For those who face financial difficulties in obtaining health insurance but do not qualify for federal insurance (such as Medicare or Medicaid), there is financial assistance available to help lessen the burden of purchasing insurance. In addition, Medicaid limits will be expanded so that more people will qualify for that program. Learn more from Health Insurance 101.
Plans will include essential services
Starting in 2014, most plans will be required to include coverage of the following:
- Emergency services
- Hospital stays
- Rehabilitative services/devices
- Maternity/newborn care
- Lab services
- Mental health/substance abuse
- Preventive/wellness services
- Chronic disease management
And note: most preventive services (like screenings for diabetes) should be fully covered by insurance.
Many home caregivers will be glad to know that in 2014, the new law states that pre-existing conditions cannot be used an excuse to deny coverage. That means that if you change to a new plan and have an existing health condition, a plan can no longer refuse to cover you or cover costs associated with treating that condition.
Annual and lifetime caps
The new law is also designed to phase out annual limits on how much a company will spend on your care. That means that if you have a condition that requires costly care, your plan will need to cover all the annual costs, not stop after you reach a certain limit. The same goes for lifetime limits. For many home caregivers, that will be welcome news.

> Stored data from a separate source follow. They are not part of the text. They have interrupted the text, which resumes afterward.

// Copyright (C) 2026 Michael Wilson <mike@mdwn.dev>
//
// This program is free software: you can redistribute it and/or modify it under
// the terms of the GNU General Public License as published by the Free Software
// Foundation, version 3.
//
// This program is distributed in the hope that it will be useful, but WITHOUT
// ANY WARRANTY; without even the implied warranty of MERCHANTABILITY or FITNESS
// FOR A PARTICULAR PURPOSE. See the GNU General Public License for more details.
//
// You should have received a copy of the GNU General Public License along with
// this program. If not, see <https://www.gnu.org/licenses/>.
//

/// Typed error for settings load/parse/validation failures so callers can distinguish
/// e.g. file-not-found from parse errors without string matching.
#[derive(Debug, thiserror::Error)]
pub enum ConfigError {
    #[error("Settings load/parse error: {0}")]
    Load(#[from] ::config::ConfigError),
    #[error("Settings serialization error: {0}")]
    Save(#[from] serde_yml::Error),
    #[error("Settings write error: {0}")]
    Write(#[from] std::io::Error),
    #[error("Invalid settings: {0}")]
    Invalid(String),
}
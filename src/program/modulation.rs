// Copyright (C) 2026 Michael Wilson <mike@mdwn.dev>
//
// This program is free software: you can redistribute it and/or modify it under
// the terms of the GNU General Public License as published by the Free Software
// Foundation, version 3.
//
// This program is distributed in the hope that it will be useful, but WITHOUT
// ANY WARRANTY; without even the implied warranty of MERCHANTABILITY or FITNESS
// FOR A PARTICULAR PURPOSE. See the GNU General Public License for more details.
//
// You should have received a copy of the GNU General Public License along with
// this program. If not, see <https://www.gnu.org/licenses/>.
//
use std::fmt;

use crate::config::MOD_WHEEL_CC;
use crate::xml::{Document, NodeId};

/// The element holding a connections parent's modulations.
pub const CONNECTIONS: &str = "Connections";
/// A single modulation.
pub const SIGNAL_CONNECTION: &str = "SignalConnection";

const MIDI_CC_PREFIX: &str = "@MIDI CC ";
const MACRO_PREFIX: &str = "$Program/";

/// What drives a modulation.
#[derive(Clone, Debug, PartialEq)]
pub enum ModulationSource {
    /// A MIDI CC number. CC 1 is the mod wheel.
    MidiCc(u8),
    /// A program-level macro, identified by its element name (e.g. "Macro 3").
    Macro(String),
    /// Anything else (LFOs, envelopes, velocity, ...).
    Other(String),
}

impl ModulationSource {
    /// Parses a Source attribute.
    pub fn parse(source: &str) -> ModulationSource {
        if let Some(cc) = source
            .strip_prefix(MIDI_CC_PREFIX)
            .and_then(|cc| cc.trim().parse::<u8>().ok())
        {
            return ModulationSource::MidiCc(cc);
        }
        match source.strip_prefix(MACRO_PREFIX) {
            Some(name) => ModulationSource::Macro(name.to_string()),
            None => ModulationSource::Other(source.to_string()),
        }
    }
}

impl fmt::Display for ModulationSource {
    fn fmt(&self, f: &mut fmt::Formatter<'_>) -> fmt::Result {
        match self {
            ModulationSource::MidiCc(cc) => write!(f, "{}{}", MIDI_CC_PREFIX, cc),
            ModulationSource::Macro(name) => write!(f, "{}{}", MACRO_PREFIX, name),
            ModulationSource::Other(source) => f.write_str(source),
        }
    }
}

/// A routing edge from a source to a parameter of the connections parent that owns it.
#[derive(Clone, Debug)]
pub struct Modulation {
    node: NodeId,
    source: ModulationSource,
    destination: String,
    ratio: f64,
}

impl Modulation {
    pub(super) fn read(document: &Document, node: NodeId) -> Modulation {
        Modulation {
            node,
            source: ModulationSource::parse(document.attribute(node, "Source").unwrap_or_default()),
            destination: document
                .attribute(node, "Destination")
                .unwrap_or_default()
                .to_string(),
            ratio: document
                .attribute(node, "Ratio")
                .and_then(|ratio| ratio.parse().ok())
                .unwrap_or(1.0),
        }
    }

    /// Gets the SignalConnection element.
    pub fn node(&self) -> NodeId {
        self.node
    }

    /// Gets the source.
    pub fn source(&self) -> &ModulationSource {
        &self.source
    }

    /// Gets the destination parameter.
    pub fn destination(&self) -> &str {
        &self.destination
    }

    /// Gets the scaling ratio. 1 is 100%.
    pub fn ratio(&self) -> f64 {
        self.ratio
    }

    /// Gets the MIDI CC number if the source is a MIDI CC.
    pub fn cc(&self) -> Option<u8> {
        match self.source {
            ModulationSource::MidiCc(cc) => Some(cc),
            _ => None,
        }
    }

    /// Returns true if the mod wheel drives this modulation.
    pub fn is_mod_wheel(&self) -> bool {
        self.cc() == Some(MOD_WHEEL_CC)
    }

    /// Returns true if a MIDI CC other than the mod wheel drives this modulation.
    pub fn is_non_wheel_cc(&self) -> bool {
        self.cc().is_some_and(|cc| cc != MOD_WHEEL_CC)
    }

    /// Returns true if the given macro drives this modulation.
    pub fn is_from_macro(&self, macro_name: &str) -> bool {
        matches!(&self.source, ModulationSource::Macro(name) if name == macro_name)
    }

    pub(super) fn set_source(&mut self, document: &mut Document, source: ModulationSource) -> bool {
        let changed = document.set_attribute(self.node, "Source", source.to_string());
        self.source = source;
        changed
    }

    pub(super) fn set_ratio(&mut self, document: &mut Document, ratio: f64) -> bool {
        let changed = document.set_attribute(self.node, "Ratio", format_number(ratio));
        self.ratio = ratio;
        changed
    }
}

/// Reads the modulations in the owner's Connections block.
pub(super) fn read_modulations(document: &Document, owner: NodeId) -> Vec<Modulation> {
    match document.child_named(owner, CONNECTIONS) {
        Some(connections) => document
            .children_named(connections, SIGNAL_CONNECTION)
            .map(|node| Modulation::read(document, node))
            .collect(),
        None => Vec::new(),
    }
}

/// Adds a modulation to the owner's Connections block, creating the block if needed.
pub(super) fn add_modulation(
    document: &mut Document,
    owner: NodeId,
    source: ModulationSource,
    destination: &str,
    ratio: f64,
) -> Modulation {
    let connections = match document.child_named(owner, CONNECTIONS) {
        Some(connections) => connections,
        None => {
            let connections = document.create_element(CONNECTIONS, &[]);
            document.append_child(owner, connections);
            connections
        }
    };
    let node = document.create_element(
        SIGNAL_CONNECTION,
        &[
            ("Ratio", format_number(ratio)),
            ("Source", source.to_string()),
            ("Destination", destination.to_string()),
        ],
    );
    document.append_child(connections, node);
    Modulation {
        node,
        source,
        destination: destination.to_string(),
        ratio,
    }
}

/// Formats a number the way the program files do: whole numbers without a fraction.
pub fn format_number(value: f64) -> String {
    if value.fract() == 0.0 && value.abs() < 1e15 {
        format!("{}", value as i64)
    } else {
        format!("{}", value)
    }
}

Adult child age limit raised
Adult children up to the age of 26 can now continue to be covered under their parents’ insurance plans. This is helpful for families whose grown children are just starting out and having a hard time finding work or obtaining employer-based insurance.
These are some of the big changes taking place under the new health care law. The links below can help you find out more information.
Undoubtedly, there will be kinks to work out as the requirements of the new law are phased in. Staying on top of what is happening and watching for new developments is crucial for home caregivers, seniors and others with an interest in how health coverage will change in the near future.